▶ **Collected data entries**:
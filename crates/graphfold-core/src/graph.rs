//! The full graph as seen by the compaction layer, plus a petgraph-backed
//! reference implementation with per-node visibility.

use petgraph::graph::{DiGraph, NodeIndex};
use petgraph::visit::EdgeRef;
use petgraph::Direction;

use crate::error::{CompactionError, Result};
use crate::model::*;
use crate::notify::ListenerController;

/// Source of the visibility predicate.
pub trait NodeVisibility {
    fn nodes_count(&self) -> usize;
    fn node_is_visible(&self, node: FullIndex) -> bool;
}

/// Full graph whose adjacency never exposes a hidden node to a visible one.
pub trait HiddenNodesGraph: NodeVisibility {
    fn node_type(&self, node: FullIndex) -> NodeType;
    /// `None` when no edge joins the pair.
    fn edge_type(&self, up: FullIndex, down: FullIndex) -> Option<EdgeType>;
    /// Neighbors above `node`, in adjacency order.
    fn up_nodes(&self, node: FullIndex) -> Vec<FullIndex>;
    /// Neighbors below `node`, in adjacency order.
    fn down_nodes(&self, node: FullIndex) -> Vec<FullIndex>;
}

/// Immutable full graph. Node weights are dense: the petgraph node index is the
/// full index. An edge runs from an upper node to a lower one.
#[derive(Clone, Default)]
pub struct PermanentGraph {
    inner: DiGraph<NodeType, EdgeType>,
}

impl std::fmt::Debug for PermanentGraph {
    fn fmt(&self, f: &mut std::fmt::Formatter<'_>) -> std::fmt::Result {
        f.debug_struct("PermanentGraph")
            .field("node_count", &self.inner.node_count())
            .field("edge_count", &self.inner.edge_count())
            .finish()
    }
}

impl PermanentGraph {
    pub fn new() -> Self {
        PermanentGraph {
            inner: DiGraph::new(),
        }
    }

    /// Add a node. Returns its full index.
    pub fn add_node(&mut self, node_type: NodeType) -> FullIndex {
        FullIndex(self.inner.add_node(node_type).index())
    }

    /// Add an edge from `up` to `down`.
    pub fn add_edge(&mut self, up: FullIndex, down: FullIndex, edge_type: EdgeType) -> Result<()> {
        self.check(up)?;
        self.check(down)?;
        self.inner
            .add_edge(NodeIndex::new(up.0), NodeIndex::new(down.0), edge_type);
        Ok(())
    }

    pub fn node_count(&self) -> usize {
        self.inner.node_count()
    }

    pub fn edge_count(&self) -> usize {
        self.inner.edge_count()
    }

    pub fn node_type(&self, node: FullIndex) -> Option<NodeType> {
        self.inner.node_weight(NodeIndex::new(node.0)).copied()
    }

    pub fn edge_type(&self, up: FullIndex, down: FullIndex) -> Option<EdgeType> {
        self.inner
            .find_edge(NodeIndex::new(up.0), NodeIndex::new(down.0))
            .and_then(|e| self.inner.edge_weight(e))
            .copied()
    }

    /// All edges as `(up, down, type)` in insertion order.
    pub fn edges(&self) -> impl Iterator<Item = (FullIndex, FullIndex, EdgeType)> + '_ {
        self.inner.edge_references().map(|e| {
            (
                FullIndex(e.source().index()),
                FullIndex(e.target().index()),
                *e.weight(),
            )
        })
    }

    /// Neighbors in one direction, in edge insertion order.
    fn neighbors(&self, node: FullIndex, direction: Direction) -> Vec<FullIndex> {
        if node.0 >= self.inner.node_count() {
            return Vec::new();
        }
        // petgraph walks the adjacency list newest-first.
        let mut nodes: Vec<FullIndex> = self
            .inner
            .neighbors_directed(NodeIndex::new(node.0), direction)
            .map(|n| FullIndex(n.index()))
            .collect();
        nodes.reverse();
        nodes
    }

    fn check(&self, node: FullIndex) -> Result<()> {
        if node.0 >= self.inner.node_count() {
            return Err(CompactionError::OutOfRange {
                space: IndexSpace::Full,
                index: node.0,
                bound: self.inner.node_count(),
            });
        }
        Ok(())
    }
}

/// A permanent graph plus a mutable visibility flag per node.
#[derive(Debug, Clone)]
pub struct HidingGraph {
    graph: PermanentGraph,
    visible: Vec<bool>,
}

impl HidingGraph {
    /// Every node starts visible.
    pub fn new(graph: PermanentGraph) -> Self {
        let visible = vec![true; graph.node_count()];
        HidingGraph { graph, visible }
    }

    pub fn with_hidden(graph: PermanentGraph, hidden: &[FullIndex]) -> Result<Self> {
        let mut hiding = HidingGraph::new(graph);
        for &node in hidden {
            hiding.graph.check(node)?;
            hiding.visible[node.0] = false;
        }
        Ok(hiding)
    }

    pub fn permanent(&self) -> &PermanentGraph {
        &self.graph
    }

    pub fn hidden_nodes(&self) -> Vec<FullIndex> {
        self.visible
            .iter()
            .enumerate()
            .filter(|(_, v)| !**v)
            .map(|(i, _)| FullIndex(i))
            .collect()
    }

    /// Set visibility for `nodes` and report the tight enclosing range to
    /// `listeners`. Nothing is dispatched when `nodes` is empty.
    pub fn set_visible(
        &mut self,
        nodes: &[FullIndex],
        visible: bool,
        listeners: &mut ListenerController<'_>,
    ) -> Result<()> {
        for &node in nodes {
            self.graph.check(node)?;
        }
        let (Some(&up), Some(&down)) = (nodes.iter().min(), nodes.iter().max()) else {
            return Ok(());
        };
        for &node in nodes {
            self.visible[node.0] = visible;
        }
        listeners.notify(&*self, up, down)
    }
}

impl NodeVisibility for HidingGraph {
    fn nodes_count(&self) -> usize {
        self.visible.len()
    }

    fn node_is_visible(&self, node: FullIndex) -> bool {
        self.visible.get(node.0).copied().unwrap_or(false)
    }
}

impl HiddenNodesGraph for HidingGraph {
    /// `node` must be below `nodes_count()`; the view only passes indices
    /// it got back from its compaction map.
    fn node_type(&self, node: FullIndex) -> NodeType {
        debug_assert!(node.0 < self.visible.len(), "node {node} out of range");
        self.graph.node_type(node).unwrap_or_default()
    }

    fn edge_type(&self, up: FullIndex, down: FullIndex) -> Option<EdgeType> {
        self.graph.edge_type(up, down)
    }

    fn up_nodes(&self, node: FullIndex) -> Vec<FullIndex> {
        self.graph
            .neighbors(node, Direction::Incoming)
            .into_iter()
            .filter(|&n| self.node_is_visible(n))
            .collect()
    }

    fn down_nodes(&self, node: FullIndex) -> Vec<FullIndex> {
        self.graph
            .neighbors(node, Direction::Outgoing)
            .into_iter()
            .filter(|&n| self.node_is_visible(n))
            .collect()
    }
}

▶ **Problem description**: Pick each line holding the word "NodeIndex" out of the data and copy it.

▶ **Response**:
use petgraph::graph::{DiGraph, NodeIndex};
            .add_edge(NodeIndex::new(up.0), NodeIndex::new(down.0), edge_type);
        self.inner.node_weight(NodeIndex::new(node.0)).copied()
            .find_edge(NodeIndex::new(up.0), NodeIndex::new(down.0))
            .neighbors_directed(NodeIndex::new(node.0), direction)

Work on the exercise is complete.